▸ Your goal
In the entries that follow, say how many lines contain the string "encode". Give no other words.
BEGIN Source material
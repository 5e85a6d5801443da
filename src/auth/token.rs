//! Bearer credential issuing and verification.
//!
//! Tokens are HS256 JWTs embedding `{id, email, role}`. There is no refresh
//! or revocation; a token is valid until it expires.

use chrono::{DateTime, Utc};
use jsonwebtoken::{decode, encode, Algorithm, DecodingKey, EncodingKey, Header, Validation};
use serde::{Deserialize, Serialize};
use thiserror::Error;

use crate::db::{Role, User};
use crate::PlazaError;

/// The acting identity carried by a credential.
#[derive(Debug, Clone, PartialEq, Eq, Serialize, Deserialize)]
pub struct Identity {
    /// User ID.
    pub id: i64,
    /// Email at the time the credential was issued.
    pub email: String,
    /// Role at the time the credential was issued.
    pub role: Role,
}

impl Identity {
    /// Check if this identity holds the admin role.
    pub fn is_admin(&self) -> bool {
        self.role.is_admin()
    }
}

impl From<&User> for Identity {
    fn from(user: &User) -> Self {
        Self {
            id: user.id,
            email: user.email.clone(),
            role: user.role,
        }
    }
}

/// JWT claims.
#[derive(Debug, Clone, Serialize, Deserialize)]
struct Claims {
    id: i64,
    email: String,
    role: Role,
    iat: i64,
    exp: i64,
    jti: String,
}

/// Credential errors.
#[derive(Error, Debug, Clone, PartialEq, Eq)]
pub enum CredentialError {
    /// No credential was presented.
    #[error("no token provided")]
    Missing,

    /// Malformed, unsigned, wrongly signed or expired credential.
    #[error("invalid or expired token")]
    Invalid,

    /// The credential could not be signed.
    #[error("failed to issue token: {0}")]
    Issue(String),
}

impl From<CredentialError> for PlazaError {
    fn from(e: CredentialError) -> Self {
        match e {
            CredentialError::Issue(msg) => PlazaError::Config(msg),
            other => PlazaError::Auth(other.to_string()),
        }
    }
}

/// Issues and verifies bearer credentials.
#[derive(Clone)]
pub struct TokenService {
    encoding_key: EncodingKey,
    decoding_key: DecodingKey,
    validation: Validation,
    lifetime_secs: i64,
}

impl TokenService {
    /// Create a token service from a signing secret and a lifetime in seconds.
    pub fn new(secret: &str, lifetime_secs: u64) -> Self {
        let mut validation = Validation::new(Algorithm::HS256);
        validation.validate_exp = true;
        validation.leeway = 0;
        validation.set_required_spec_claims(&["exp"]);

        Self {
            encoding_key: EncodingKey::from_secret(secret.as_bytes()),
            decoding_key: DecodingKey::from_secret(secret.as_bytes()),
            validation,
            lifetime_secs: i64::try_from(lifetime_secs).unwrap_or(i64::MAX),
        }
    }

    /// Issue a credential for the identity, valid from now.
    pub fn issue(&self, identity: &Identity) -> Result<String, CredentialError> {
        self.issue_at(identity, Utc::now())
    }

    /// Issue a credential as if the current time were `now`.
    pub fn issue_at(&self, identity: &Identity, now: DateTime<Utc>) -> Result<String, CredentialError> {
        let iat = now.timestamp();
        let claims = Claims {
            id: identity.id,
            email: identity.email.clone(),
            role: identity.role,
            iat,
            exp: iat.saturating_add(self.lifetime_secs),
            jti: uuid::Uuid::new_v4().to_string(),
        };

        encode(&Header::new(Algorithm::HS256), &claims, &self.encoding_key).map_err(|e| {
            tracing::error!("Failed to encode JWT: {}", e);
            CredentialError::Issue(e.to_string())
        })
    }

    /// Verify a credential and return the identity it carries.
    pub fn verify(&self, token: &str) -> Result<Identity, CredentialError> {
        let token = token.trim();
        if token.is_empty() {
            return Err(CredentialError::Missing);
        }

        let data = decode::<Claims>(token, &self.decoding_key, &self.validation).map_err(|e| {
            tracing::debug!("JWT validation failed: {}", e);
            CredentialError::Invalid
        })?;

        Ok(Identity {
            id: data.claims.id,
            email: data.claims.email,
            role: data.claims.role,
        })
    }
}

impl std::fmt::Debug for TokenService {
    fn fmt(&self, f: &mut std::fmt::Formatter<'_>) -> std::fmt::Result {
        f.debug_struct("TokenService")
            .field("lifetime_secs", &self.lifetime_secs)
            .finish()
    }
}
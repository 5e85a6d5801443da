//! Authentication and authorization for plaza.
//!
//! This module provides password hashing, bearer credentials, signup/login
//! and the per-operation authorization guard.

pub mod guard;
mod password;
mod registration;
mod token;

pub use guard::{authorize, require, require_actor, Decision, Denial, Operation, Policy};
pub use password::{
    hash_password, validate_password, verify_password, PasswordError, MAX_PASSWORD_LENGTH,
    MIN_PASSWORD_LENGTH,
};
pub use registration::{authenticate, register, SignupRequest, INVALID_CREDENTIALS};
pub use token::{CredentialError, Identity, TokenService};
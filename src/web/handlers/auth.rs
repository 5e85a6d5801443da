//! Authentication handlers.

use axum::{extract::State, http::StatusCode, Json};
use std::sync::Arc;

use crate::auth::{self, Identity, TokenService};
use crate::config::FeedConfig;
use crate::db::{User, UserRepository};
use crate::web::dto::{
    ApiResponse, AuthResponse, LoginRequest, MeResponse, SignupRequest, TokenInfo, UserInfo,
    ValidatedJson,
};
use crate::web::error::ApiError;
use crate::web::middleware::AuthUser;
use crate::{Database, PlazaError};

/// Application state shared across handlers.
#[derive(Clone)]
pub struct AppState {
    /// Database handle (the pool is internally shared).
    pub db: Database,
    /// Credential issuing and verification.
    pub tokens: Arc<TokenService>,
    /// Pagination defaults.
    pub feed: FeedConfig,
}

impl AppState {
    /// Create a new application state.
    pub fn new(db: Database, tokens: TokenService, feed: FeedConfig) -> Self {
        Self {
            db,
            tokens: Arc::new(tokens),
            feed,
        }
    }

    /// Issue a credential and wrap it with the user's public info.
    fn auth_response(&self, user: &User) -> Result<AuthResponse, ApiError> {
        let token = self
            .tokens
            .issue(&Identity::from(user))
            .map_err(PlazaError::from)?;
        Ok(AuthResponse {
            token,
            user: UserInfo::from(user),
        })
    }
}

/// POST /api/v1/auth/signup - Register a new account.
pub async fn signup(
    State(state): State<Arc<AppState>>,
    ValidatedJson(req): ValidatedJson<SignupRequest>,
) -> Result<(StatusCode, Json<ApiResponse<AuthResponse>>), ApiError> {
    let repo = UserRepository::new(state.db.pool());
    let user = auth::register(&repo, req.into()).await?;
    let response = state.auth_response(&user)?;

    Ok((
        StatusCode::CREATED,
        Json(ApiResponse::new(response).with_message("User registered successfully")),
    ))
}

/// POST /api/v1/auth/login - Exchange email and password for a credential.
pub async fn login(
    State(state): State<Arc<AppState>>,
    ValidatedJson(req): ValidatedJson<LoginRequest>,
) -> Result<Json<ApiResponse<AuthResponse>>, ApiError> {
    let repo = UserRepository::new(state.db.pool());
    let user = auth::authenticate(&repo, &req.email, &req.password).await?;
    let response = state.auth_response(&user)?;

    Ok(Json(ApiResponse::new(response).with_message("Login successful")))
}

/// GET /api/v1/auth/verify-token - Decode the presented credential.
pub async fn verify_token(
    AuthUser(identity): AuthUser,
) -> Result<Json<ApiResponse<TokenInfo>>, ApiError> {
    Ok(Json(ApiResponse::new(TokenInfo::from(identity))))
}

/// GET /api/v1/auth/me - The acting user's profile.
pub async fn me(
    State(state): State<Arc<AppState>>,
    AuthUser(identity): AuthUser,
) -> Result<Json<ApiResponse<MeResponse>>, ApiError> {
    let user = UserRepository::new(state.db.pool())
        .find_by_id(identity.id)
        .await?
        .ok_or_else(|| ApiError::not_found("User not found"))?;

    Ok(Json(ApiResponse::new(MeResponse::from(user))))
}
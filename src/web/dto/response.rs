//! Response DTOs for Web API.

use chrono::{DateTime, Utc};
use serde::Serialize;

use crate::auth::Identity;
use crate::content::{AdminReply, Comment, Page, Post, PostThread};
use crate::db::{Role, User};

// ============================================================================
// Generic Response Wrappers
// ============================================================================

/// Response envelope: `{success, message?, data?, pagination?, count?}`.
#[derive(Debug, Serialize)]
pub struct ApiResponse<T: Serialize> {
    /// Always `true` on this path; errors use [`ErrorBody`](crate::web::error::ErrorBody).
    pub success: bool,
    /// Human-readable message.
    #[serde(skip_serializing_if = "Option::is_none")]
    pub message: Option<String>,
    /// Response data.
    #[serde(skip_serializing_if = "Option::is_none")]
    pub data: Option<T>,
    /// Pagination metadata for listings.
    #[serde(skip_serializing_if = "Option::is_none")]
    pub pagination: Option<Pagination>,
    /// Item count for unpaginated listings.
    #[serde(skip_serializing_if = "Option::is_none")]
    pub count: Option<usize>,
}

impl<T: Serialize> ApiResponse<T> {
    /// Create a new API response.
    pub fn new(data: T) -> Self {
        Self {
            success: true,
            message: None,
            data: Some(data),
            pagination: None,
            count: None,
        }
    }

    /// Attach a message.
    pub fn with_message(mut self, message: impl Into<String>) -> Self {
        self.message = Some(message.into());
        self
    }

    /// Attach an item count.
    pub fn with_count(mut self, count: usize) -> Self {
        self.count = Some(count);
        self
    }
}

impl<U: Serialize> ApiResponse<Vec<U>> {
    /// Create a paginated response, converting each page item.
    pub fn paginated<I>(page: Page<I>, convert: impl FnMut(I) -> U) -> Self {
        let pagination = Pagination::from_page(&page);
        Self {
            success: true,
            message: None,
            data: Some(page.items.into_iter().map(convert).collect()),
            pagination: Some(pagination),
            count: None,
        }
    }
}

impl ApiResponse<()> {
    /// A response carrying only a message.
    pub fn message(message: impl Into<String>) -> Self {
        Self {
            success: true,
            message: Some(message.into()),
            data: None,
            pagination: None,
            count: None,
        }
    }
}

/// Pagination metadata.
#[derive(Debug, Clone, PartialEq, Eq, Serialize)]
#[serde(rename_all = "camelCase")]
pub struct Pagination {
    /// Current page number (1-based).
    pub current_page: i64,
    /// Total number of pages.
    pub total_pages: i64,
    /// Total number of items.
    pub total: i64,
    /// Items per page.
    pub limit: i64,
}

impl Pagination {
    /// Build pagination metadata from a page of results.
    pub fn from_page<T>(page: &Page<T>) -> Self {
        Self {
            current_page: page.request.page,
            total_pages: page.total_pages(),
            total: page.total,
            limit: page.request.limit,
        }
    }
}

// ============================================================================
// Auth
// ============================================================================

/// Public user information.
#[derive(Debug, Serialize)]
pub struct UserInfo {
    /// User ID.
    pub id: i64,
    /// Display name.
    pub name: String,
    /// Email address.
    pub email: String,
    /// Role.
    pub role: Role,
}

impl From<&User> for UserInfo {
    fn from(user: &User) -> Self {
        Self {
            id: user.id,
            name: user.name.clone(),
            email: user.email.clone(),
            role: user.role,
        }
    }
}

/// Signup/login response data.
#[derive(Debug, Serialize)]
pub struct AuthResponse {
    /// Bearer credential.
    pub token: String,
    /// The authenticated user.
    pub user: UserInfo,
}

/// Decoded credential claims.
#[derive(Debug, Serialize)]
pub struct TokenInfo {
    /// User ID.
    pub id: i64,
    /// Email carried by the credential.
    pub email: String,
    /// Role carried by the credential.
    pub role: Role,
}

impl From<Identity> for TokenInfo {
    fn from(identity: Identity) -> Self {
        Self {
            id: identity.id,
            email: identity.email,
            role: identity.role,
        }
    }
}

/// Current user profile.
#[derive(Debug, Serialize)]
#[serde(rename_all = "camelCase")]
pub struct MeResponse {
    /// User ID.
    pub id: i64,
    /// Display name.
    pub name: String,
    /// Email address.
    pub email: String,
    /// Role.
    pub role: Role,
    /// Account creation time.
    pub created_at: DateTime<Utc>,
}

impl From<User> for MeResponse {
    fn from(user: User) -> Self {
        Self {
            id: user.id,
            name: user.name,
            email: user.email,
            role: user.role,
            created_at: user.created_at,
        }
    }
}

// ============================================================================
// Content
// ============================================================================

/// Post response.
///
/// `comments` and `adminReplies` are present when the post is returned as a
/// thread (feed, detail, moderation listing).
#[derive(Debug, Serialize)]
#[serde(rename_all = "camelCase")]
pub struct PostResponse {
    pub id: i64,
    pub author_id: i64,
    pub author_name: String,
    pub author_role: Role,
    pub content: String,
    pub likes: i64,
    pub liked_by: Vec<i64>,
    pub comment_ids: Vec<i64>,
    pub admin_reply_ids: Vec<i64>,
    pub enabled: bool,
    pub created_at: DateTime<Utc>,
    pub updated_at: DateTime<Utc>,
    #[serde(skip_serializing_if = "Option::is_none")]
    pub comments: Option<Vec<CommentResponse>>,
    #[serde(skip_serializing_if = "Option::is_none")]
    pub admin_replies: Option<Vec<AdminReplyResponse>>,
}

impl From<Post> for PostResponse {
    fn from(post: Post) -> Self {
        Self {
            id: post.id,
            author_id: post.author_id,
            author_name: post.author_name,
            author_role: post.author_role,
            content: post.content,
            likes: post.likes,
            liked_by: post.liked_by,
            comment_ids: post.comment_ids,
            admin_reply_ids: post.admin_reply_ids,
            enabled: post.enabled,
            created_at: post.created_at,
            updated_at: post.updated_at,
            comments: None,
            admin_replies: None,
        }
    }
}

impl From<PostThread> for PostResponse {
    fn from(thread: PostThread) -> Self {
        let mut response = PostResponse::from(thread.post);
        response.comments = Some(thread.comments.into_iter().map(Into::into).collect());
        response.admin_replies = Some(thread.admin_replies.into_iter().map(Into::into).collect());
        response
    }
}

/// Comment response.
#[derive(Debug, Serialize)]
#[serde(rename_all = "camelCase")]
pub struct CommentResponse {
    pub id: i64,
    pub post_id: i64,
    pub author_id: i64,
    pub author_name: String,
    pub content: String,
    pub likes: i64,
    pub liked_by: Vec<i64>,
    pub enabled: bool,
    pub created_at: DateTime<Utc>,
    pub updated_at: DateTime<Utc>,
}

impl From<Comment> for CommentResponse {
    fn from(comment: Comment) -> Self {
        Self {
            id: comment.id,
            post_id: comment.post_id,
            author_id: comment.author_id,
            author_name: comment.author_name,
            content: comment.content,
            likes: comment.likes,
            liked_by: comment.liked_by,
            enabled: comment.enabled,
            created_at: comment.created_at,
            updated_at: comment.updated_at,
        }
    }
}

/// Admin reply response.
#[derive(Debug, Serialize)]
#[serde(rename_all = "camelCase")]
pub struct AdminReplyResponse {
    pub id: i64,
    pub post_id: i64,
    pub author_id: i64,
    /// Current author name; `null` once the account is gone.
    pub author_name: Option<String>,
    pub content: String,
    pub is_official: bool,
    pub enabled: bool,
    pub created_at: DateTime<Utc>,
    pub updated_at: DateTime<Utc>,
}

impl From<AdminReply> for AdminReplyResponse {
    fn from(reply: AdminReply) -> Self {
        Self {
            id: reply.id,
            post_id: reply.post_id,
            author_id: reply.author_id,
            author_name: reply.author_name,
            content: reply.content,
            is_official: reply.is_official,
            enabled: reply.enabled,
            created_at: reply.created_at,
            updated_at: reply.updated_at,
        }
    }
}

/// Like toggle result.
#[derive(Debug, Serialize)]
#[serde(rename_all = "camelCase")]
pub struct LikeResponse {
    /// Whether the actor now likes the target.
    pub liked: bool,
    /// Like count after the toggle.
    pub likes: i64,
    /// Users who like the target after the toggle.
    pub liked_by: Vec<i64>,
}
END Source material
▸ Exercise response
3